Holiday Gift Suggestions for Senior Living Community Residents
Black Friday is when many people start getting serious about shopping for holiday gifts. Whether your family celebrates Christmas, Hanukkah, Kwanzaa or another winter celebration, giving gifts is most likely part of the festivities. But when a loved one lives in a skilled nursing facility, selecting the right gift can be challenging. Each year, our family members, friends and volunteers ask for suggestions. Here are some ideas we hope will save you some shopping time!
Select comfortable clothing that fits your loved one’s tastes. For a fun touch, your loved one might like a holiday sweatshirt, a shirt imprinted with a family photo, or inexpensive jewelry or holiday pins. Slippers and warm socks are also appreciated. Clothing should be loose fitting and easy to put on, with no difficult fastenings. It should also be machine washable. And be sure to ask staff about marking clothing with your loved one’s name.
Books, tapes and media
If your loved one is an avid reader, a book or magazine subscription could be a great gift. Puzzle books and adult coloring books also are popular these days. If your loved one has low vision, find out if large-print books work for them, or invest in an e-book reader, which can turn any written material into large print. Some devices are better than others—ask your loved one’s vision specialist if you aren’t sure. Books on tape are also good. Load a device with their favorite music, TV shows and movies. If your loved one is somewhat tech-savvy, a tablet computer or smartphone plus your IOU to help them learn can bring in the outside world.
Photo albums or pictures
Put together a scrapbook, album or digital picture frame loaded with family photos. Or bring a family portrait for the wall, even an enlarged photo of a favorite pet. A special, personal gift like this takes some forethought, but your efforts will be appreciated. If your loved one has memory loss, assemble a photo album of significant family members, special events and places, labeled to remind your loved one about who the people are and what the events were.

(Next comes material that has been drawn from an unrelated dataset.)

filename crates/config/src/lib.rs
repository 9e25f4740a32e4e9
pub mod settings;

pub use settings::*;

Consider room decor that helps personalize your loved one’s space, such as a family quilt, a plant, or a special photo collage. Or commission the grandkids to create a work of art especially for your loved one. Ask staff for guidelines about decorating your loved one’s room for the holidays. Space is limited, so don’t bring oversized gifts or things which will be of little use.

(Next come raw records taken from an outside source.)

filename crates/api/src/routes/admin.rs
use axum::{Json, extract::State};
use serde_json::Value;

use super::invitation::{
    ContentResponse, InvitationResponse, MetaResponse, PreviewResponse, PublishResponse,
    SaveResponse, StatusRequest, change_status_as, issue_preview_as, load_content_as, meta_as,
    publish_as, save_content_as, to_response,
};
use crate::{
    error::ApiError,
    extractors::{admin::AdminUser, invitation_id::InvitationId, json::JsonBody},
    state::AppState,
};

pub async fn list(
    State(state): State<AppState>,
    admin: AdminUser,
) -> Result<Json<Vec<InvitationResponse>>, ApiError> {
    let invitations = state.services.invitations.list(admin.actor()).await?;
    Ok(Json(invitations.into_iter().map(to_response).collect()))
}

pub async fn meta(
    State(state): State<AppState>,
    admin: AdminUser,
    InvitationId(id): InvitationId,
) -> Result<Json<MetaResponse>, ApiError> {
    meta_as(&state, admin.actor(), id).await
}

pub async fn load_content(
    State(state): State<AppState>,
    admin: AdminUser,
    InvitationId(id): InvitationId,
) -> Result<Json<ContentResponse>, ApiError> {
    load_content_as(&state, admin.actor(), id).await
}

pub async fn save_content(
    State(state): State<AppState>,
    admin: AdminUser,
    InvitationId(id): InvitationId,
    JsonBody(body): JsonBody<Value>,
) -> Result<Json<SaveResponse>, ApiError> {
    save_content_as(&state, admin.actor(), id, &body).await
}

pub async fn change_status(
    State(state): State<AppState>,
    admin: AdminUser,
    InvitationId(id): InvitationId,
    JsonBody(body): JsonBody<StatusRequest>,
) -> Result<Json<MetaResponse>, ApiError> {
    change_status_as(&state, admin.actor(), id, &body).await
}

pub async fn publish(
    State(state): State<AppState>,
    admin: AdminUser,
    InvitationId(id): InvitationId,
) -> Result<Json<PublishResponse>, ApiError> {
    publish_as(&state, admin.actor(), id).await
}

pub async fn issue_preview(
    State(state): State<AppState>,
    admin: AdminUser,
    InvitationId(id): InvitationId,
) -> Result<Json<PreviewResponse>, ApiError> {
    issue_preview_as(&state, admin.actor(), id).await
}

The simple things make life more pleasant. How about toiletries and cosmetics, such as lotions, soap, lipstick or blush? Your loved one also might appreciate combs, brushes, or a pretty lap robe. Cosmetic bags are also handy. If your loved one tends to misplace their glasses, a brightly colored glasses strap might be a good choice. Don’t bring expensive or easily misplaced items such as family heirloom jewelry.
Check with nursing staff before bringing in food; then, within any dietary guidelines, bring in your loved one’s favorite goodies, such as holiday cookies, cakes or fruit. If your loved one has always been the holiday baker in your family, ask for the recipes—those special, traditional treats are especially meaningful. Or bring in a nice meal to share. Avoid bringing perishable foods, or if you do, limit the amount to a single serving.
These days, there’s an emphasis on giving experiences rather than stuff. With the “decluttering” movement, people are choosing theater tickets, adventures, museum memberships and tours. If your loved one is a short-term rehab resident, a gift certificate for a future adventure might lift their spirits. If this is their home, plan a party for your loved one and their friends, or a trip out that is appropriate for your loved one’s abilities and preferences. Or how about a personalized gift certificate book, with coupons redeemable for manicures, help with letter writing, smartphone tech support, reading aloud, etc.?
Handy health helpers
All kinds of gadgets are available to make it easier to manage medical conditions. How about a medication organizer, an adjustable cane or a new mobility device? If your loved one has vision loss, a magnifying glass or page magnifier can make reading easier. Grabbers and other clever products make it easier to dress and perform other daily activities.
If your loved one has memory loss
The Alzheimer’s Association recommends items that aid memory, such as magnetic reminder notepads, a pocket-sized diary or calendar, or a digital calendar clock with the date and time in large type. If you’re not sure about whether a gift is appropriate or safe for your loved one, ask staff.
If it’s possible, deliver your holiday gifts yourself! A visit from you is the best gift of all.